L’embarcation laténienne repose sur la craie lacustre et est en partie ensablée (fig. 1). Elle a fait l’objet d’une photogrammétrie complète et de relevés métriques de ses dimensions. Il s’agit d’un monoxyle en chêne (Quercus robur) évidé à la hache et à l’herminette en fer. Le tronc faisait 1.2 m de diamètre (sans l’écorce).  L’esquif est cassé à l’emplacement de la poupe et la longueur conservée est de 7.7 m pour une largeur maximale de 1.1 m. Cette pirogue présente la particularité d’être munie de membrures destinées à renforcer la partie centrale. Elles sont fixées sur le monoxyle à l’aide de clous en fer, enfoncés de l’intérieur vers l’extérieur de l’embarcation.  À l’échelle régionale, il s’agit de la plus ancienne attestation de membrures. Jusqu’à cette découverte, elles étaient uniquement connues sur les chalands gallo-romains du 2e siècle apr. J.-C., notamment sur ceux retrouvés dans le lac de Neuchâtel. Cette embarcation laténienne d’Hauterive constitue donc un chaînon important dans l’évolution de l’architecture des bateaux lacustres, entre la pirogue monoxyle préhistorique et le chaland romain réalisé à l’aide d’éléments assemblés.

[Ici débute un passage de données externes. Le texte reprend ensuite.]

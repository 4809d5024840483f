//! Reasoner response parsing.
//!
//! Pure text handling for judgments returned by language-model reasoners.
//! No I/O, just pattern matching.
//!
//! | Function | Use Case |
//! |----------|----------|
//! | [`parse_yes_no`] | Equivalence and correctness judgments |
//! | [`extract_json_object`] | Locating the structured update verdict |

/// Parse a YES/NO judgment.
///
/// The first word decides when it is a recognised keyword. Otherwise the
/// whole response is scanned for standalone keywords; if only one polarity
/// appears it wins. Ambiguous or empty responses return `None` so callers
/// can pick their own conservative default.
///
/// # Examples
///
/// ```
/// use agora_domain::debate::parsing::parse_yes_no;
///
/// assert_eq!(parse_yes_no("Yes, both give 18."), Some(true));
/// assert_eq!(parse_yes_no("NO"), Some(false));
/// assert_eq!(parse_yes_no("They match, so the answer is yes"), Some(true));
/// assert_eq!(parse_yes_no("Hard to say"), None);
/// ```
pub fn parse_yes_no(response: &str) -> Option<bool> {
    let words: Vec<String> = response
        .split_whitespace()
        .map(|w| {
            w.trim_matches(|c: char| !c.is_ascii_alphabetic())
                .to_ascii_uppercase()
        })
        .filter(|w| !w.is_empty())
        .collect();

    if let Some(first) = words.first()
        && let Some(answer) = keyword(first)
    {
        return Some(answer);
    }

    let saw_yes = words.iter().any(|w| keyword(w) == Some(true));
    let saw_no = words.iter().any(|w| keyword(w) == Some(false));

    match (saw_yes, saw_no) {
        (true, false) => Some(true),
        (false, true) => Some(false),
        _ => None,
    }
}

fn keyword(word: &str) -> Option<bool> {
    match word {
        "YES" | "TRUE" | "EQUIVALENT" | "CORRECT" => Some(true),
        "NO" | "FALSE" | "NOT" | "INCORRECT" => Some(false),
        _ => None,
    }
}

/// Locate the JSON object in a response.
///
/// Handles bare objects, objects wrapped in a markdown code fence, and
/// objects surrounded by prose. Returns the slice from the first `{` to the
/// last `}`.
pub fn extract_json_object(response: &str) -> Option<&str> {
    let start = response.find('{')?;
    let end = response[start..].rfind('}')?;
    Some(&response[start..start + end + 1])
}
//! CLI entrypoint for agora
//!
//! This is the main binary that wires together all layers using
//! dependency injection.

use agora_application::{
    ConversationLogger, DebateProgressNotifier, NoProgress, RunSimulationInput,
    RunSimulationUseCase,
};
use agora_domain::{OutputFormat, Problem, ProblemRecord};
use agora_infrastructure::{
    ConfigLoader, FileConfig, JsonlConversationLogger, LlmReasoner, ModelRouter,
    OpenAiChatClient, load_gsm8k,
};
use agora_presentation::{Cli, ConsoleFormatter, ProgressReporter, SimpleProgress};
use anyhow::{Context, Result, anyhow, bail};
use clap::Parser;
use std::io::IsTerminal;
use std::sync::Arc;
use tracing::info;
use tracing_appender::non_blocking::WorkerGuard;
use tracing_subscriber::EnvFilter;

#[tokio::main]
async fn main() -> Result<()> {
    let cli = Cli::parse();

    if cli.show_config {
        ConfigLoader::print_config_sources();
        return Ok(());
    }

    let _log_guard = init_logging(&cli)?;

    info!("Starting agora");

    // === Configuration ===
    let mut config = if cli.no_config {
        ConfigLoader::load_defaults()
    } else {
        ConfigLoader::load(cli.config.as_ref())
            .map_err(|e| anyhow!("Failed to load configuration: {}", e))?
    };
    apply_cli_overrides(&cli, &mut config);
    config.validate().context("Invalid configuration")?;

    if !config.output.color {
        colored::control::set_override(false);
    }

    let params = config.simulation.to_debate_params()?;
    let topologies = config.topologies.to_specs(&params.rank_range)?;
    let problems = load_problems(&cli, &config)?;

    // === Dependency Injection ===
    let client = OpenAiChatClient::from_config(&config.reasoner)?;
    let router = ModelRouter::from_config(&config.reasoner);
    let reasoner = Arc::new(LlmReasoner::new(
        client,
        router,
        params.rank_range.max(),
    ));

    let mut use_case = RunSimulationUseCase::new(reasoner);
    if let Some(path) = cli
        .conversation_log
        .clone()
        .or_else(|| config.logging.conversation_log.clone())
        && let Some(logger) = JsonlConversationLogger::new(&path)
    {
        info!("Recording debates to {}", path.display());
        let logger: Arc<dyn ConversationLogger> = Arc::new(logger);
        use_case = use_case.with_conversation_logger(logger);
    }

    let format = config.output.format.unwrap_or_default();
    let progress: Box<dyn DebateProgressNotifier> =
        match (config.output.show_progress, std::io::stderr().is_terminal(), format) {
            (false, _, _) => Box::new(NoProgress),
            (true, true, _) => Box::new(ProgressReporter::new()),
            // Keep stdout clean for JSON consumers
            (true, false, OutputFormat::Json) => Box::new(NoProgress),
            (true, false, OutputFormat::Text) => Box::new(SimpleProgress),
        };

    let input = RunSimulationInput::new(topologies, problems).with_params(params);
    let report = use_case
        .execute_with_progress(input, progress.as_ref())
        .await?;

    let output = match format {
        OutputFormat::Text => ConsoleFormatter::format(&report),
        OutputFormat::Json => ConsoleFormatter::format_json(&report),
    };
    println!("{}", output);

    Ok(())
}

/// Install the tracing subscriber. `RUST_LOG` wins over `-v`; with
/// `--log-file` diagnostics go to that file through a background writer.
fn init_logging(cli: &Cli) -> Result<Option<WorkerGuard>> {
    let default_level = match cli.verbose {
        0 => "warn",
        1 => "info",
        2 => "debug",
        _ => "trace", // -vvv or more
    };
    let filter =
        EnvFilter::try_from_default_env().unwrap_or_else(|_| EnvFilter::new(default_level));

    match &cli.log_file {
        Some(path) => {
            let directory = path
                .parent()
                .filter(|p| !p.as_os_str().is_empty())
                .unwrap_or_else(|| std::path::Path::new("."));
            let file_name = path
                .file_name()
                .with_context(|| format!("Invalid log file path: {}", path.display()))?;
            std::fs::create_dir_all(directory).with_context(|| {
                format!("Could not create log directory {}", directory.display())
            })?;

            let appender = tracing_appender::rolling::never(directory, file_name);
            let (writer, guard) = tracing_appender::non_blocking(appender);
            tracing_subscriber::fmt()
                .with_env_filter(filter)
                .with_target(false)
                .with_ansi(false)
                .with_writer(writer)
                .init();
            Ok(Some(guard))
        }
        None => {
            tracing_subscriber::fmt()
                .with_env_filter(filter)
                .with_target(false)
                .with_writer(std::io::stderr)
                .init();
            Ok(None)
        }
    }
}

/// CLI flags take precedence over every config source.
fn apply_cli_overrides(cli: &Cli, config: &mut FileConfig) {
    if let Some(max_rounds) = cli.max_rounds {
        config.simulation.max_rounds_per_pair = max_rounds;
    }
    if let Some(ceiling) = cli.round_ceiling {
        config.simulation.round_ceiling = ceiling;
    }
    if let Some(max_sweeps) = cli.max_sweeps {
        config.simulation.max_sweeps = max_sweeps;
    }
    if !cli.topology.is_empty() {
        config.topologies.presets = cli.topology.clone();
        // Explicit presets replace configured custom networks too
        config.topologies.custom.clear();
    }
    if let Some(size) = cli.size {
        config.topologies.size = size;
    }
    if let Some(seed) = cli.seed {
        config.topologies.seed = seed;
    }
    if let Some(path) = &cli.dataset {
        config.dataset.path = Some(path.clone());
    }
    if let Some(limit) = cli.limit {
        config.dataset.limit = Some(limit);
    }
    if let Some(format) = cli.output {
        config.output.format = Some(format.into());
    }
    if cli.quiet {
        config.output.show_progress = false;
    }
}

/// A single `--problem` wins; otherwise the configured dataset is loaded.
fn load_problems(cli: &Cli, config: &FileConfig) -> Result<Vec<ProblemRecord>> {
    if let (Some(problem), Some(reference)) = (&cli.problem, &cli.reference) {
        let problem = Problem::new(problem.as_str())?;
        return Ok(vec![ProblemRecord::new(1, problem, reference.as_str())]);
    }

    let Some(path) = &config.dataset.path else {
        bail!("No problems given. Use --problem with --reference, or --dataset <PATH>.");
    };
    let problems = load_gsm8k(path, config.dataset.limit)
        .with_context(|| format!("Failed to load dataset {}", path.display()))?;
    if problems.is_empty() {
        bail!("Dataset {} contains no problems", path.display());
    }
    Ok(problems)
}
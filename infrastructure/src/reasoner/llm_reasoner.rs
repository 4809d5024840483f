//! [`Reasoner`] backed by a chat-completions model.

use super::chat_client::{ChatClient, ChatMessage, ChatRequest};
use super::routing::{ModelChoice, ModelRouter};
use agora_application::{Reasoner, ReasonerError};
use agora_domain::{
    AgentProfile, DebatePrompt, Problem, Transcript, UpdateVerdict, parse_update_verdict,
    parse_yes_no,
};
use async_trait::async_trait;
use tracing::debug;

/// Builds debate prompts, routes them to a model by the speaker's rank and
/// parses the structured replies.
pub struct LlmReasoner<C: ChatClient> {
    client: C,
    router: ModelRouter,
    max_rank: u8,
}

impl<C: ChatClient> LlmReasoner<C> {
    pub fn new(client: C, router: ModelRouter, max_rank: u8) -> Self {
        Self {
            client,
            router,
            max_rank,
        }
    }

    async fn ask_as(
        &self,
        speaker: &AgentProfile,
        user_prompt: String,
    ) -> Result<String, ReasonerError> {
        let rank = speaker.rank.value();
        let system = DebatePrompt::agent_system(rank, self.max_rank);
        self.send(self.router.for_rank(rank), system, user_prompt)
            .await
    }

    /// Ask the judge model a yes/no question. Unparseable output is `false`.
    async fn judge(&self, what: &str, user_prompt: String) -> Result<bool, ReasonerError> {
        let text = self
            .send(
                self.router.judge(),
                DebatePrompt::judge_system().to_string(),
                user_prompt,
            )
            .await?;
        match parse_yes_no(&text) {
            Some(verdict) => Ok(verdict),
            None => {
                debug!("Unparseable {} judgment, treating as no: {}", what, text);
                Ok(false)
            }
        }
    }

    async fn send(
        &self,
        choice: &ModelChoice,
        system: String,
        user_prompt: String,
    ) -> Result<String, ReasonerError> {
        let request = ChatRequest {
            model: choice.model.clone(),
            messages: vec![ChatMessage::system(system), ChatMessage::user(user_prompt)],
            temperature: choice.temperature,
        };
        self.client.complete(&request).await
    }
}

#[async_trait]
impl<C: ChatClient> Reasoner for LlmReasoner<C> {
    async fn solve(
        &self,
        speaker: &AgentProfile,
        problem: &Problem,
    ) -> Result<String, ReasonerError> {
        self.ask_as(speaker, DebatePrompt::solve(problem.statement()))
            .await
    }

    async fn generate_message(
        &self,
        speaker: &AgentProfile,
        problem: &Problem,
        own_answer: &str,
        other_answer: &str,
        history: &Transcript,
    ) -> Result<String, ReasonerError> {
        let prompt = DebatePrompt::message(
            problem.statement(),
            own_answer,
            other_answer,
            &history.render(),
        );
        self.ask_as(speaker, prompt).await
    }

    async fn generate_reply(
        &self,
        speaker: &AgentProfile,
        problem: &Problem,
        own_answer: &str,
        other_answer: &str,
        incoming: &str,
        history: &Transcript,
    ) -> Result<String, ReasonerError> {
        let prompt = DebatePrompt::reply(
            problem.statement(),
            own_answer,
            other_answer,
            incoming,
            &history.render(),
        );
        self.ask_as(speaker, prompt).await
    }

    async fn evaluate_update(
        &self,
        speaker: &AgentProfile,
        problem: &Problem,
        current_answer: &str,
        history: &Transcript,
    ) -> Result<UpdateVerdict, ReasonerError> {
        let prompt = DebatePrompt::update(problem.statement(), current_answer, &history.render());
        let text = self.ask_as(speaker, prompt).await?;
        Ok(parse_update_verdict(&text)?)
    }

    async fn compare_equivalence(
        &self,
        answer_a: &str,
        answer_b: &str,
    ) -> Result<bool, ReasonerError> {
        self.judge("equivalence", DebatePrompt::equivalence(answer_a, answer_b))
            .await
    }

    async fn assess_correctness(
        &self,
        agent_answer: &str,
        reference_answer: &str,
    ) -> Result<bool, ReasonerError> {
        self.judge(
            "correctness",
            DebatePrompt::correctness(agent_answer, reference_answer),
        )
        .await
    }
}
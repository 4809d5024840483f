//! Domain layer for agora
//!
//! This crate contains the core negotiation model: agents, the network they
//! are wired into, and the bookkeeping of the pairwise debate protocol.
//! It has no dependencies on infrastructure or presentation concerns.
//!
//! # Core Concepts
//!
//! ## Agent
//!
//! A participant holding one candidate answer and a fixed capability rank.
//! Agents go inactive after a fixed number of debate rounds.
//!
//! ## Network
//!
//! An undirected topology over agents plus a symmetric agreement flag per
//! edge. The network is **settled** when every edge between two active
//! agents agrees.
//!
//! ## Debate
//!
//! A bounded pairwise exchange (message, reply, update, equivalence check)
//! driven by an injected reasoner. Unresolved debates are broken by rank.

pub mod agent;
pub mod config;
pub mod core;
pub mod debate;
pub mod network;
pub mod prompt;
pub mod simulation;
pub mod util;

// Re-export commonly used types
pub use agent::{
    Agent, AgentId, AgentProfile, CapabilityRank, Confidence, DEFAULT_ROUND_CEILING, RankRange,
};
pub use config::OutputFormat;
pub use core::{
    error::DomainError,
    problem::{Problem, ProblemRecord},
};
pub use debate::{
    DebateEnd, DebateResult, EntryKind, TieBreak, Transcript, TranscriptEntry, UpdateVerdict,
    VerdictParseError, parse_update_verdict, parse_yes_no,
};
pub use network::{
    AgreementMatrix, CanonicalPair, Network, NodeSpec, Topology, TopologyPreset, TopologySpec,
};
pub use prompt::DebatePrompt;
pub use simulation::{
    AgentVerdict, DebateOutcome, ProblemOutcome, SimulationReport, Termination, TopologyReport,
};
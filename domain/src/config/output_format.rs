//! Output format value object

use serde::{Deserialize, Serialize};

/// Output format for simulation reports
#[derive(Debug, Clone, Copy, PartialEq, Eq, Default, Serialize, Deserialize)]
#[serde(rename_all = "lowercase")]
pub enum OutputFormat {
    /// Colored per-topology report (default)
    #[default]
    Text,
    /// JSON output
    Json,
}

#[cfg(test)]
mod tests {
    use super::*;

    #[test]
    fn test_default_is_text() {
        assert_eq!(OutputFormat::default(), OutputFormat::Text);
    }

    #[test]
    fn test_serialize_lowercase() {
        let json = serde_json::to_string(&OutputFormat::Json).unwrap();
        assert_eq!(json, "\"json\"");
    }

    #[test]
    fn test_deserialize_lowercase() {
        let format: OutputFormat = serde_json::from_str("\"text\"").unwrap();
        assert_eq!(format, OutputFormat::Text);
    }
}
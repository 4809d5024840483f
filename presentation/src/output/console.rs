//! Console output formatter for simulation reports

use crate::output::formatter::ReportFormatter;
use agora_domain::{ProblemOutcome, SimulationReport, Termination, TopologyReport};
use colored::Colorize;

/// Formats simulation reports for console display
pub struct ConsoleFormatter;

impl ConsoleFormatter {
    /// Format the complete simulation report
    pub fn format(report: &SimulationReport) -> String {
        let mut output = String::new();

        output.push_str(&Self::header("Agora Simulation Results"));
        output.push('\n');

        output.push_str(&format!(
            "{} {}\n",
            "Problems:".cyan().bold(),
            report.problem_count
        ));
        output.push_str(&format!(
            "{} {}\n",
            "Topologies:".cyan().bold(),
            report
                .topologies
                .iter()
                .map(|t| t.name.as_str())
                .collect::<Vec<_>>()
                .join(", ")
        ));

        for topology in &report.topologies {
            output.push_str(&Self::topology_section(topology));
        }

        output.push_str(&Self::section_header("Summary"));
        for topology in &report.topologies {
            output.push_str(&format!(
                "  {:<16} {:>6.1}%  ({}/{})\n",
                topology.name,
                topology.accuracy(),
                topology.total_correct(),
                topology.total_assessed()
            ));
        }
        if let Some(best) = report.best_topology() {
            output.push_str(&format!(
                "\n{} {} ({:.1}%)\n",
                "Best topology:".green().bold(),
                best.name,
                best.accuracy()
            ));
        }

        output.push_str(&Self::footer());

        output
    }

    /// Format as JSON
    pub fn format_json(report: &SimulationReport) -> String {
        serde_json::to_string_pretty(report).unwrap_or_else(|_| "{}".to_string())
    }

    fn topology_section(topology: &TopologyReport) -> String {
        let mut output = Self::section_header(&format!(
            "{} ({} agents)",
            topology.name, topology.agent_count
        ));

        for problem in &topology.problems {
            output.push_str(&Self::problem_line(problem, topology.agent_count));
        }

        output.push_str(&format!("\n{}\n", "Correct answers per agent:".bold()));
        for (agent, correct) in topology.per_agent_correct() {
            output.push_str(&format!("  agent {:<4} {}\n", agent, correct));
        }

        output.push_str(&format!(
            "\n{} {:.1}% ({}/{})",
            "Accuracy:".cyan().bold(),
            topology.accuracy(),
            topology.total_correct(),
            topology.total_assessed()
        ));
        if topology.failed_count() > 0 {
            output.push_str(&format!(
                "  {}",
                format!("{} problem(s) failed", topology.failed_count()).red()
            ));
        }
        output.push('\n');

        output
    }

    fn problem_line(problem: &ProblemOutcome, agent_count: usize) -> String {
        match (&problem.debate, &problem.error) {
            (Some(debate), _) => {
                let termination = match debate.termination {
                    Termination::Settled => debate.termination.as_str().green(),
                    Termination::SweepLimitReached | Termination::Stalled => {
                        debate.termination.as_str().yellow()
                    }
                };
                format!(
                    "  #{:<4} {}/{} correct  {}  sweeps {} debates {} tie-breaks {}\n",
                    problem.index,
                    problem.correct_count(),
                    agent_count,
                    termination,
                    debate.sweeps,
                    debate.debates,
                    debate.tie_breaks
                )
            }
            (None, error) => format!(
                "  #{:<4} {} {}\n",
                problem.index,
                "failed:".red(),
                error.as_deref().unwrap_or("Unknown")
            ),
        }
    }

    fn header(title: &str) -> String {
        let line = "=".repeat(60);
        format!("{}\n{:^60}\n{}", line.cyan(), title.bold(), line.cyan())
    }

    fn section_header(title: &str) -> String {
        format!("\n{}\n{}\n", title.cyan().bold(), "-".repeat(40))
    }

    fn footer() -> String {
        format!("\n{}\n", "=".repeat(60).cyan())
    }
}

impl ReportFormatter for ConsoleFormatter {
    fn format(&self, report: &SimulationReport) -> String {
        Self::format(report)
    }

    fn format_json(&self, report: &SimulationReport) -> String {
        Self::format_json(report)
    }
}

L’épave datée de l’Antiquité tardive repose également à 8 m de profondeur (fig. 2). Lors de son naufrage, elle s’est posée sur le fond et s’est progressivement enfoncée dans la craie sous l’effet des courants du lac. La coque est en grande partie conservée, à l’exception de la planche supérieure du bordé. La poupe est prise dans le sédiment, alors que la proue émerge du sable. Une photogrammétrie de toute la zone a été réalisée, ainsi que des relevés métriques des éléments apparents. L’emploi d’une sonde à avalanche graduée – qui offre l’avantage de pénétrer profondément dans le sédiment sans abîmer d’éventuels éléments de cargaison – a permis d’effectuer différentes mesures et de documenter le profil transversal du bateau. Entièrement en chêne (Quercus sp.), cette épave mesure 17.4 m pour une largeur maximale de 5.1 m. La hauteur des parties conservées du flanc est de 1 m (mesure prise depuis l’intérieur de la sole jusqu’au sommet des membrures). Le plat bord n’est toutefois pas conservé et il faudrait ajouter son épaisseur pour avoir la hauteur réelle. La cohésion mécanique entre les éléments de la coque résulte en partie d’un clouage de liaison qui n’est pas aussi dense entre les éléments longitudinaux (bordés) et transversaux (membrures) que ce qui a été observé sur les chalands du 2e siècle. Des assemblages en bois doivent nécessairement venir compenser le faible nombre de liaison en métal. À l’avenir, des sondages permettront de documenter l’architecture complète de ce bateau, les types d’assemblage ainsi que les techniques d’étanchéité.